=== Problem statement ===
For each line of the listing below that contains the string "rest", copy the line.

*-*-*

use crate::identifier::{Identifier, Scheme, REMOTE_PREFIX};
use std::path::Path;

pub const SSH_AUTHORITY_PREFIX: &str = "ssh-remote+";

/// Tag shown in front of SSH workspaces. Users already know the entries by
/// this text, so it stays as written.
pub const SSH_LABEL: &str = "SHH";

/// Suffix of multi-root workspace files, left out of display names.
pub const WORKSPACE_FILE_SUFFIX: &str = ".code-workspace";

/// Derive the label shown for a workspace.
///
/// Returns `None` for SSH keys that do not carry a host and a path; such
/// entries are dropped from the list rather than shown half-named.
pub fn resolve_name(identifier: &Identifier, home: Option<&Path>) -> Option<String> {
    let decoded = identifier.decoded_path();
    let name = match identifier.scheme() {
        Scheme::LocalFileUri => Some(abbreviate_home(decoded, home)),
        Scheme::LocalPath => Some(basename(decoded)),
        Scheme::SshRemote => {
            let authority = decoded.strip_prefix(REMOTE_PREFIX).unwrap_or(decoded);
            match authority.strip_prefix(SSH_AUTHORITY_PREFIX) {
                Some(rest) => ssh_display_name(rest),
                None => Some(decoded.to_string()),
            }
        }
        Scheme::Unknown => Some(decoded.to_string()),
    };
    name.map(trim_workspace_suffix)
}

/// `app.code-workspace` shows as `app`. A bare suffix with nothing in front
/// of it is kept.
fn trim_workspace_suffix(name: String) -> String {
    match name.strip_suffix(WORKSPACE_FILE_SUFFIX) {
        Some(stem) if !stem.is_empty() && !stem.ends_with('/') => stem.to_string(),
        _ => name,
    }
}

/// Build `"[SHH: host] ~/rest"` from `host/seg1/seg2/...`.
///
/// The first two segments after the host are taken to be the remote home
/// directory (`home/user`) and are folded into `~`.
pub fn ssh_display_name(host_and_path: &str) -> Option<String> {
    if !host_and_path.contains('/') {
        return None;
    }
    let segments: Vec<&str> = host_and_path.split('/').collect();
    if segments.len() < 2 {
        return None;
    }
    let host = segments[0];
    let path = if segments.len() >= 4 {
        format!("~/{}", segments[3..].join("/"))
    } else {
        String::new()
    };
    Some(format!("[{SSH_LABEL}: {host}] {path}"))
}

/// Replace a leading home directory with `~`.
pub fn abbreviate_home(path: &str, home: Option<&Path>) -> String {
    let Some(home) = home else {
        return path.to_string();
    };
    match Path::new(path).strip_prefix(home) {
        Ok(rest) if rest.as_os_str().is_empty() => "~".to_string(),
        Ok(rest) => format!("~/{}", rest.to_string_lossy()),
        Err(_) => path.to_string(),
    }
}

fn basename(path: &str) -> String {
    Path::new(path)
        .file_name()
        .map(|n| n.to_string_lossy().into_owned())
        .unwrap_or_else(|| path.to_string())
}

*-*-*

=== The answer ===
                Some(rest) => ssh_display_name(rest),
/// Build `"[SHH: host] ~/rest"` from `host/seg1/seg2/...`.
        Ok(rest) if rest.as_os_str().is_empty() => "~".to_string(),
        Ok(rest) => format!("~/{}", rest.to_string_lossy()),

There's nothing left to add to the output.